This is quite a popular grammar question. Here is an excerpt from the classic Chicago Manual of Style:
The case of a pronoun following a comparative construction, typically at the end of a sentence, depends on who or what is being compared. In My sister looks more like our father than I [or me], for example, the proper pronoun depends on the meaning. If the question is whether the sister or the speaker looks more like their father, the pronoun should be nominative because it is the subject of an understood verb {my sister looks more like our father than I do}. But if the question is whether the father or the speaker looks more like the sister, the pronoun should be objective because it is the object of a preposition in an understood clause {my sister looks more like my father than she looks like me}. Whatever the writer’s intent with the original sentence, and regardless of the pronoun used, the listener or reader can’t be entirely certain about the meaning. It would be better to reword the sentence and avoid the elliptical construction.
Also, this may be even more helpful:
If a pronoun appears in a prepositional phrase, the pronoun is usually in the objective case {with me} {alongside her} {between them} But note that than may function as either a conjunction or a preposition {he’s taller than I [am]} {he’s taller than me}. In edited English, taller than I has predominated over taller than me in American English from its very beginnings, and in British English it predominated until the 1990s. Throughout the literary history of Modern English, than me, than her, etc. have been regarded as less polished (to say the least) than than I, than she, etc. That is to say, in formal registers than (like as) is considered a conjunction, not a preposition.

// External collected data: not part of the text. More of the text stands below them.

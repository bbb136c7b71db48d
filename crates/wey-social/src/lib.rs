//! Wey Social
//!
//! Social-graph engines layered over a [`wey_domain::RelationshipStore`].
//!
//! # Overview
//!
//! - **Friendship workflow**: send, accept or reject, and remove friendships
//!   while keeping the friends relation symmetric and friend counts exact
//! - **Connection scoring**: accumulate interaction weight per pair; a pair is
//!   connected once its score exceeds 15
//! - **Connections graph**: the two-hop neighbourhood of an identity over
//!   connected pairs, as a weighted edge list
//! - **Notifications**: fire-and-forget delivery of request events through a
//!   bounded channel drained by a background worker
//!
//! # Usage
//!
//! ```
//! use std::sync::Arc;
//! use wey_domain::{Identity, RelationshipStore};
//! use wey_social::{ConnectionScorer, GraphBuilder, SocialConfig};
//! use wey_store::SqliteStore;
//!
//! # fn main() -> Result<(), Box<dyn std::error::Error>> {
//! let store = Arc::new(SqliteStore::in_memory()?);
//! let (alice, bob) = (Identity::new("Alice"), Identity::new("Bob"));
//! store.insert_identity(&alice)?;
//! store.insert_identity(&bob)?;
//!
//! let scorer = ConnectionScorer::new(Arc::clone(&store), &SocialConfig::default());
//! for t in 0..9 {
//!     scorer.record_message(alice.id, bob.id, t)?;
//! }
//!
//! let graph = GraphBuilder::new(store).build(alice.id)?;
//! assert!(graph.contains_edge(alice.id, bob.id));
//! # Ok(())
//! # }
//! ```
//!
//! # Configuration
//!
//! ```toml
//! database_path = "wey.db"
//! message_weight = 2.0
//! log_level = "info"
//!
//! [notifications]
//! enabled = true
//! channel_capacity = 256
//! ```

#![warn(missing_docs)]

mod config;
mod error;
mod graph;
mod metrics;
mod notify;
mod scoring;
mod workflow;

pub use config::{ConfigError, NotificationConfig, SocialConfig};
pub use error::{Result, SocialError};
pub use graph::{ConnectionsGraph, GraphBuilder, GraphEdge};
pub use metrics::NotificationMetrics;
pub use notify::{ChannelSink, LoggingHandler, NotificationHandler, NotificationWorker, TracingSink};
pub use scoring::ConnectionScorer;
pub use workflow::{FriendsView, FriendshipWorkflow, SendOutcome};

use std::time::{SystemTime, UNIX_EPOCH};

/// Current Unix timestamp in seconds
pub fn current_timestamp() -> u64 {
    SystemTime::now()
        .duration_since(UNIX_EPOCH)
        .map(|d| d.as_secs())
        .unwrap_or(0)
}
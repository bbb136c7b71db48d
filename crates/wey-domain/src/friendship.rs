//! Friendship request module - the request/accept workflow records

use crate::id::uuid_id;
use crate::IdentityId;

uuid_id! {
    /// Unique identifier for a friendship request (UUIDv7)
    RequestId
}

/// Status of a friendship request
///
/// `Sent` is the only unresolved state. At most one `Sent` request may exist
/// between two identities, in either direction.
#[derive(Debug, Clone, Copy, PartialEq, Eq, Hash)]
pub enum RequestStatus {
    /// Waiting for the target to respond
    Sent,

    /// Target accepted; the pair became friends
    Accepted,

    /// Target rejected; the record is kept for audit
    Rejected,
}

impl RequestStatus {
    /// Get the status name as stored
    pub fn as_str(&self) -> &'static str {
        match self {
            RequestStatus::Sent => "sent",
            RequestStatus::Accepted => "accepted",
            RequestStatus::Rejected => "rejected",
        }
    }

    /// Parse a status from its stored name
    pub fn parse(s: &str) -> Option<Self> {
        match s.to_lowercase().as_str() {
            "sent" => Some(RequestStatus::Sent),
            "accepted" => Some(RequestStatus::Accepted),
            "rejected" => Some(RequestStatus::Rejected),
            _ => None,
        }
    }

    /// Whether the request still awaits a response
    pub fn is_unresolved(&self) -> bool {
        matches!(self, RequestStatus::Sent)
    }
}

impl std::str::FromStr for RequestStatus {
    type Err = String;

    fn from_str(s: &str) -> Result<Self, Self::Err> {
        Self::parse(s).ok_or_else(|| format!("Invalid request status: {}", s))
    }
}

/// The responder's answer to a pending request
#[derive(Debug, Clone, Copy, PartialEq, Eq)]
pub enum Decision {
    /// Become friends
    Accept,

    /// Decline, keeping the record
    Reject,
}

impl Decision {
    /// The request status this decision resolves to
    pub fn status(&self) -> RequestStatus {
        match self {
            Decision::Accept => RequestStatus::Accepted,
            Decision::Reject => RequestStatus::Rejected,
        }
    }
}

impl std::str::FromStr for Decision {
    type Err = String;

    fn from_str(s: &str) -> Result<Self, Self::Err> {
        match s.to_lowercase().as_str() {
            "accept" | "accepted" => Ok(Decision::Accept),
            "reject" | "rejected" => Ok(Decision::Reject),
            _ => Err(format!("Invalid decision: {}", s)),
        }
    }
}

/// A directed proposal of friendship
///
/// Direction matters for display (who asked whom) but not for duplicate
/// suppression.
#[derive(Debug, Clone, PartialEq)]
pub struct FriendshipRequest {
    /// Unique identifier
    pub id: RequestId,

    /// The requester
    pub created_by: IdentityId,

    /// The target
    pub created_for: IdentityId,

    /// Current status
    pub status: RequestStatus,

    /// When the request was created (seconds since Unix epoch)
    pub created_at: u64,
}

impl FriendshipRequest {
    /// Create a new `Sent` request
    pub fn new(created_by: IdentityId, created_for: IdentityId, created_at: u64) -> Self {
        Self {
            id: RequestId::new(),
            created_by,
            created_for,
            status: RequestStatus::Sent,
            created_at,
        }
    }

    /// Whether this request is between `a` and `b`, in either direction
    pub fn involves(&self, a: IdentityId, b: IdentityId) -> bool {
        (self.created_by == a && self.created_for == b)
            || (self.created_by == b && self.created_for == a)
    }
}

/// Outcome of the store's atomic check-and-insert for requests
#[derive(Debug, Clone, PartialEq)]
pub enum RequestCreation {
    /// A new `Sent` request was persisted
    Created(FriendshipRequest),

    /// An unresolved request already existed between the pair; nothing was written
    Existing(FriendshipRequest),
}

impl RequestCreation {
    /// The request that now represents the pair, new or pre-existing
    pub fn request(&self) -> &FriendshipRequest {
        match self {
            RequestCreation::Created(r) | RequestCreation::Existing(r) => r,
        }
    }
}

/// Which side of pending requests to list
#[derive(Debug, Clone, Copy, PartialEq, Eq)]
pub enum RequestDirection {
    /// Requests addressed to the identity
    Incoming,

    /// Requests sent by the identity
    Outgoing,
}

But in spoken English, than and as are often treated as prepositions that take a pronoun in the objective case {you’re better than me} {you’re as well known as me}. A possessive pronoun may be used before the preposition’s object {to my house}.
In short, than I considers than to be a conjunction, and it is viewed today as being formal. Than me holds than to be a preposition, and is accepted as standard in informal spoken English. (This also means that modern spoken English views than as a preposition and not a conjunction.)